Pascal Houzé, Stephen W. Borron, Eric Kercji, Frederic J Baud

Dose-effect study of the reversal by antimuscarinic agents of methomyl-induced respiratory toxicity


Respiratory failure is the primary cause of death in poisonings involving carbamate insecticides. However, the mechanisms of respiratory toxicity induced by carbamates remain unclear. The aims of this study were i) to describe the respiratory effects of methomyl, ii) to assess the peripheral or central origin of those effects, and iii) to study the dose-effect relationship of atropine. A dose of methomyl corresponding to 50% of the median lethal dose was given intraperitoneally to rats. Ventilation at rest was assessed using whole body plethysmography and core body temperature using infra-red telemetry. The central or peripheral origin was assessed comparing the effect of equipotent doses of atropine and methylatropine. The effects of dose of atropine ranging from 1 to 10 mg/kg were assessed. Total cholinesterase activities were determined using a radiometric method. From 5 to 150 minutes post-injection, methomyl induced significant clinical symptoms, including significant decreases in respiratory frequency, which resulted from a significant increase in expiratory time. Methomyl induced a significant inhibition of brain total cholinesterase activities; meanwhile, atropine, but not methylatropine, completely reversed methomyl-induced respiratory toxicity. The dose-effect study showed that the efficient dose of atropine resulting in lowest adverse effects was 3 mg/kg while greater doses were efficient but induced significant adverse effects.

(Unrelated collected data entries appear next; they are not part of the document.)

#![allow(dead_code)]

use authstore::keys::Membership;
use authstore::{Error, SessionId, SessionStore, Storage, StoreOptions};
use serde::{Deserialize, Serialize};
use std::time::Duration;

#[derive(Debug, Clone, PartialEq, Serialize, Deserialize)]
pub struct Login {
    pub user: String,
    pub roles: Vec<String>,
}

pub fn login(user: &str) -> Login {
    Login {
        user: user.to_string(),
        roles: vec!["member".to_string()],
    }
}

pub fn options() -> StoreOptions {
    StoreOptions::new().session_duration(Duration::from_secs(30))
}

pub async fn round_trip<S: Storage>(store: &SessionStore<S>) {
    let id = SessionId::generate();
    let payload = login("ada");
    store.set_session(&id, None, &payload).await.unwrap();
    let back: Login = store.session(&id).await.unwrap();
    assert_eq!(back, payload);
}

pub async fn other_ids_miss<S: Storage>(store: &SessionStore<S>) {
    let a = SessionId::generate();
    let b = SessionId::generate();
    store.set_session(&a, None, &login("a")).await.unwrap();
    assert!(matches!(
        store.session::<Login>(&b).await,
        Err(Error::SessionNotFound)
    ));
}

pub async fn group_accounting<S: Storage>(store: &SessionStore<S>) {
    let group = SessionId::generate();
    let first = SessionId::generate();
    let second = SessionId::generate();
    store
        .set_session(&first, Some(group.into()), &"1")
        .await
        .unwrap();
    store
        .set_session(&second, Some(group.into()), &"2")
        .await
        .unwrap();
    assert_eq!(store.group_members(group).await.unwrap().len(), 2);

    store.delete_session(&first).await.unwrap();
    let members = store.group_members(group).await.unwrap();
    assert_eq!(members, vec![store.keys().membership(&second)]);
    assert!(matches!(
        store.session::<String>(&first).await,
        Err(Error::SessionNotFound)
    ));
    assert_eq!(store.session::<String>(&second).await.unwrap(), "2");

    store.invalidate_sessions(group).await.unwrap();
    assert!(matches!(
        store.session::<String>(&second).await,
        Err(Error::SessionNotFound)
    ));
    assert!(store.group_members(group).await.unwrap().is_empty());
}

/// Expects the store to cap groups at five sessions.
pub async fn capped_group_keeps_newest<S: Storage>(store: &SessionStore<S>) {
    let group = SessionId::generate();
    let mut ids = Vec::new();
    for i in 0..10 {
        let id = SessionId::generate();
        store
            .set_session(&id, Some(group.into()), &i)
            .await
            .unwrap();
        ids.push(id);
    }

    let members = store.group_members(group).await.unwrap();
    let expected: Vec<Membership> = ids[5..]
        .iter()
        .map(|id| store.keys().membership(id))
        .collect();
    assert_eq!(members, expected);

    for id in &ids[..5] {
        assert!(matches!(
            store.session::<i32>(id).await,
            Err(Error::SessionNotFound)
        ));
        assert!(store
            .storage()
            .get(&store.keys().session_to_group_key(id))
            .await
            .unwrap()
            .is_none());
    }
    for (i, id) in ids.iter().enumerate().skip(5) {
        assert_eq!(store.session::<i32>(id).await.unwrap(), i as i32);
    }
    store.invalidate_sessions(group).await.unwrap();
}

pub async fn invalidation_clears_group<S: Storage>(store: &SessionStore<S>) {
    let group = format!("user-{}", SessionId::generate());
    let ids: Vec<SessionId> = (0..3).map(|_| SessionId::generate()).collect();
    for id in &ids {
        store
            .set_session(id, Some(group.as_str().into()), &login(&group))
            .await
            .unwrap();
    }
    let outsider = SessionId::generate();
    store.set_session(&outsider, None, &login("x")).await.unwrap();

    store.invalidate_sessions(group.as_str()).await.unwrap();

    for id in &ids {
        assert!(matches!(
            store.session::<Login>(id).await,
            Err(Error::SessionNotFound)
        ));
        let pointer = store.keys().session_to_group_key(id);
        assert!(store.storage().get(&pointer).await.unwrap().is_none());
    }
    assert_eq!(store.storage().zcard(&store.keys().group_key(&group)).await.unwrap(), 0);
    assert!(store.session::<Login>(&outsider).await.is_ok());

    // Invalidating an unknown group is a no-op.
    store.invalidate_sessions("nobody").await.unwrap();
}

pub async fn delete_is_idempotent<S: Storage>(store: &SessionStore<S>) {
    let never = SessionId::generate();
    store.delete_session(&never).await.unwrap();

    let id = SessionId::generate();
    store
        .set_session(&id, Some("idempotent".into()), &1)
        .await
        .unwrap();
    store.delete_session(&id).await.unwrap();
    store.delete_session(&id).await.unwrap();
    assert!(matches!(
        store.session::<i32>(&id).await,
        Err(Error::SessionNotFound)
    ));
}

pub async fn corrupt_payload_is_distinct<S: Storage>(store: &SessionStore<S>) {
    let id = SessionId::generate();
    store
        .storage()
        .set_px(&store.keys().session_key(&id), b"\xff not json", Duration::from_secs(5))
        .await
        .unwrap();
    assert!(matches!(
        store.session::<Login>(&id).await,
        Err(Error::CorruptSession(_))
    ));
}

pub async fn group_keys_share_session_ttl<S: Storage>(store: &SessionStore<S>, ttl: Duration) {
    let id = SessionId::generate();
    let group = format!("ttl-{id}");
    store
        .set_session(&id, Some(group.as_str().into()), &1)
        .await
        .unwrap();
    assert_eq!(store.session::<i32>(&id).await.unwrap(), 1);

    tokio::time::sleep(ttl + Duration::from_millis(100)).await;

    assert!(matches!(
        store.session::<i32>(&id).await,
        Err(Error::SessionNotFound)
    ));
    let storage = store.storage();
    assert!(storage
        .get(&store.keys().session_to_group_key(&id))
        .await
        .unwrap()
        .is_none());
    assert_eq!(storage.zcard(&store.keys().group_key(&group)).await.unwrap(), 0);
}

pub async fn token_bucket_refills<S: Storage>(store: &SessionStore<S>) {
    let client = format!("client-{}", SessionId::generate());
    // Ten tokens per second: one token back after 100ms.
    store.consume(&client, 10.0, 1.0).await.unwrap();
    assert!(matches!(
        store.consume(&client, 10.0, 1.0).await,
        Err(Error::RateLimitExceeded)
    ));
    tokio::time::sleep(Duration::from_millis(150)).await;
    store.consume(&client, 10.0, 1.0).await.unwrap();
}

pub async fn token_bucket_allows_bursts<S: Storage>(store: &SessionStore<S>) {
    let client = format!("burst-{}", SessionId::generate());
    for _ in 0..3 {
        store.consume(&client, 0.5, 3.0).await.unwrap();
    }
    assert!(matches!(
        store.consume(&client, 0.5, 3.0).await,
        Err(Error::RateLimitExceeded)
    ));
}

/// Many callers race for a bucket of five; exactly five must win.
pub async fn token_bucket_is_atomic<S: Storage>(store: &SessionStore<S>) {
    let client = format!("race-{}", SessionId::generate());
    let mut tasks = Vec::new();
    for _ in 0..40 {
        let store = store.clone();
        let client = client.clone();
        tasks.push(tokio::spawn(async move {
            store.consume(&client, 0.001, 5.0).await
        }));
    }
    let mut allowed = 0;
    for task in futures::future::join_all(tasks).await {
        match task.unwrap() {
            Ok(()) => allowed += 1,
            Err(Error::RateLimitExceeded) => {}
            Err(err) => panic!("unexpected error: {err}"),
        }
    }
    assert_eq!(allowed, 5);
}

Decrease in brain cholinesterase activities accompanied by a positive effect of atropine, but not methylatropine, suggests a central origin of methomylinduced respiratory toxicity. The 3 mg/kg single atropine dose yielded the best compromise between antidotal activity and intrinsic effects.


Pascal Houzé.et al .: Asian Journal of Pharmacology and Toxicology, 05(17), 2017, 01-14.